(Collected data)
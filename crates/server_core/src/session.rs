//! Roster, message application, and the respawn/round timers.

use data_runtime::arena::ArenaCfg;
use data_runtime::ids::WeaponId;
use data_runtime::rules::MatchRules;
use glam::Vec3;
use log::{info, warn};
use net_core::message::{Msg, RosterEntry};
use sim_core::arena;
use sim_core::combat::{CombatState, DamageOutcome, Scoreboard};
use sim_core::types::{PlayerId, Team};

/// Who a relayed message goes to.
#[derive(Debug, Clone, Copy, PartialEq, Eq)]
pub enum Audience {
    All,
    /// Everyone but the original sender.
    Except(PlayerId),
    Only(PlayerId),
}

#[derive(Debug, Clone, PartialEq)]
pub struct Outgoing {
    pub to: Audience,
    pub msg: Msg,
}

#[derive(Debug, Clone)]
struct SessionPlayer {
    id: PlayerId,
    name: String,
    team: Team,
    pos: Vec3,
    yaw: f32,
    pitch: f32,
    weapon: WeaponId,
    combat: CombatState,
}

/// All relay state for one match. No hidden statics: the hosting process
/// owns exactly one of these and passes it to every operation.
pub struct ServerState {
    arena: ArenaCfg,
    rules: MatchRules,
    next_id: u32,
    players: Vec<SessionPlayer>,
    scores: Scoreboard,
    pending_respawns: Vec<(PlayerId, u64)>,
    pending_reset: Option<u64>,
}

impl ServerState {
    #[must_use]
    pub fn new(arena: ArenaCfg, rules: MatchRules) -> Self {
        Self {
            arena,
            rules,
            next_id: 1,
            players: Vec::new(),
            scores: Scoreboard::new(rules.round_score_limit),
            pending_respawns: Vec::new(),
            pending_reset: None,
        }
    }

    /// Reserve a session id for a new connection. The roster row appears
    /// when the `Join` message arrives.
    pub fn connect(&mut self) -> PlayerId {
        let id = PlayerId(self.next_id);
        self.next_id = self.next_id.wrapping_add(1);
        id
    }

    #[must_use]
    pub fn roster_len(&self) -> usize {
        self.players.len()
    }

    #[must_use]
    pub fn scores(&self) -> (u32, u32) {
        (self.scores.red, self.scores.blue)
    }

    #[must_use]
    pub fn player_hp(&self, id: PlayerId) -> Option<i32> {
        self.find(id).map(|p| p.combat.hp)
    }

    fn find(&self, id: PlayerId) -> Option<&SessionPlayer> {
        self.players.iter().find(|p| p.id == id)
    }

    fn find_mut(&mut self, id: PlayerId) -> Option<&mut SessionPlayer> {
        self.players.iter_mut().find(|p| p.id == id)
    }

    fn roster_entry(p: &SessionPlayer) -> RosterEntry {
        RosterEntry {
            id: p.id.0,
            name: p.name.clone(),
            team: p.team.index(),
            pos: p.pos.to_array(),
            hp: p.combat.hp,
            alive: p.combat.alive,
            weapon: p.weapon.0,
        }
    }

    /// Apply one client message and append the resulting relays to `out`.
    pub fn handle(&mut self, from: PlayerId, msg: Msg, now_ms: u64, out: &mut Vec<Outgoing>) {
        metrics::counter!("relay.msgs_total").increment(1);
        match msg {
            Msg::Join { team, name } => self.join(from, team, &name, out),
            Msg::Move {
                pos, yaw, pitch, weapon, ..
            } => {
                // Positions are relayed untouched; the id is always the
                // session's, whatever the payload claimed.
                if let Some(p) = self.find_mut(from) {
                    p.pos = Vec3::from_array(pos);
                    p.yaw = yaw;
                    p.pitch = pitch;
                    p.weapon = WeaponId(weapon);
                    out.push(Outgoing {
                        to: Audience::Except(from),
                        msg: Msg::Move {
                            id: from.0,
                            pos,
                            yaw,
                            pitch,
                            weapon,
                        },
                    });
                }
            }
            Msg::Fire {
                origin, vel, weapon, ..
            } => {
                if self.find(from).is_some() {
                    out.push(Outgoing {
                        to: Audience::Except(from),
                        msg: Msg::Fire {
                            id: from.0,
                            origin,
                            vel,
                            weapon,
                        },
                    });
                }
            }
            Msg::DamageReport { victim, amount } => {
                self.apply_damage(from, PlayerId(victim), amount, now_ms, out);
            }
            other => {
                warn!("dropping unexpected client message from {from}: {other:?}");
            }
        }
    }

    fn join(&mut self, id: PlayerId, team: u8, name: &str, out: &mut Vec<Outgoing>) {
        let team = Team::from_index(team).unwrap_or(Team::Red);
        let pos = arena::spawn_point(&self.arena, team);
        let player = SessionPlayer {
            id,
            name: name.to_string(),
            team,
            pos,
            yaw: 0.0,
            pitch: 0.0,
            weapon: WeaponId(2),
            combat: CombatState::default(),
        };
        let entry = Self::roster_entry(&player);
        // Roster snapshot includes the joiner.
        self.players.push(player);
        let roster = self.players.iter().map(Self::roster_entry).collect();
        out.push(Outgoing {
            to: Audience::Only(id),
            msg: Msg::Welcome { id: id.0, roster },
        });
        out.push(Outgoing {
            to: Audience::Except(id),
            msg: Msg::PlayerJoined { entry },
        });
        metrics::counter!("relay.joins_total").increment(1);
        info!("{id} joined team {team} as {name:?}");
    }

    /// The trusting path: amounts and victims are accepted as reported.
    /// Reports naming a missing victim, or sent by a departed attacker,
    /// drop silently; disconnect races are expected.
    fn apply_damage(
        &mut self,
        attacker: PlayerId,
        victim: PlayerId,
        amount: i32,
        now_ms: u64,
        out: &mut Vec<Outgoing>,
    ) {
        let Some(attacker_team) = self.find(attacker).map(|p| p.team) else {
            return;
        };
        let Some(v) = self.find_mut(victim) else {
            return;
        };
        match v.combat.apply_damage(amount) {
            DamageOutcome::Ignored => {}
            DamageOutcome::Damaged => {
                out.push(Outgoing {
                    to: Audience::All,
                    msg: Msg::HpUpdate {
                        id: victim.0,
                        hp: v.combat.hp,
                    },
                });
            }
            DamageOutcome::Killed => {
                out.push(Outgoing {
                    to: Audience::All,
                    msg: Msg::HpUpdate { id: victim.0, hp: 0 },
                });
                out.push(Outgoing {
                    to: Audience::All,
                    msg: Msg::PlayerDied {
                        id: victim.0,
                        killer: attacker.0,
                        killer_team: attacker_team.index(),
                    },
                });
                self.pending_respawns
                    .push((victim, now_ms + self.rules.respawn_delay_ms));
                metrics::counter!("relay.kills_total").increment(1);
                info!("{victim} killed by {attacker}");
                let winner = self.scores.record_kill(attacker_team);
                out.push(Outgoing {
                    to: Audience::All,
                    msg: Msg::ScoreUpdate {
                        red: self.scores.red,
                        blue: self.scores.blue,
                    },
                });
                if let Some(team) = winner {
                    info!("round over, {team} wins");
                    out.push(Outgoing {
                        to: Audience::All,
                        msg: Msg::RoundOver {
                            team: team.index(),
                        },
                    });
                    self.pending_reset = Some(now_ms + self.rules.score_reset_delay_ms);
                }
            }
        }
    }

    /// Run the respawn and score-reset timers up to `now_ms`.
    pub fn tick(&mut self, now_ms: u64, out: &mut Vec<Outgoing>) {
        let due: Vec<PlayerId> = self
            .pending_respawns
            .iter()
            .filter(|(_, at)| *at <= now_ms)
            .map(|(id, _)| *id)
            .collect();
        self.pending_respawns.retain(|(_, at)| *at > now_ms);
        for id in due {
            // The player may have disconnected while dead.
            let Some(spawn) = self
                .find(id)
                .map(|p| arena::spawn_point(&self.arena, p.team))
            else {
                continue;
            };
            let Some(p) = self.find_mut(id) else { continue };
            if p.combat.respawn() {
                p.pos = spawn;
                out.push(Outgoing {
                    to: Audience::All,
                    msg: Msg::PlayerRespawn {
                        id: id.0,
                        pos: spawn.to_array(),
                    },
                });
            }
        }
        if let Some(at) = self.pending_reset
            && at <= now_ms
        {
            self.pending_reset = None;
            self.scores.reset();
            out.push(Outgoing {
                to: Audience::All,
                msg: Msg::ScoreUpdate { red: 0, blue: 0 },
            });
        }
    }

    /// Remove a departed player and tell the room.
    pub fn disconnect(&mut self, id: PlayerId, out: &mut Vec<Outgoing>) {
        let before = self.players.len();
        self.players.retain(|p| p.id != id);
        self.pending_respawns.retain(|(pid, _)| *pid != id);
        if self.players.len() != before {
            info!("{id} disconnected");
            out.push(Outgoing {
                to: Audience::All,
                msg: Msg::PlayerLeft { id: id.0 },
            });
        }
    }
}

## About this task
The lines above that hold "WeaponId" are the result; show every one of them.

## Solved exercise
use data_runtime::ids::WeaponId;
    weapon: WeaponId,
                    p.weapon = WeaponId(weapon);
            weapon: WeaponId(2),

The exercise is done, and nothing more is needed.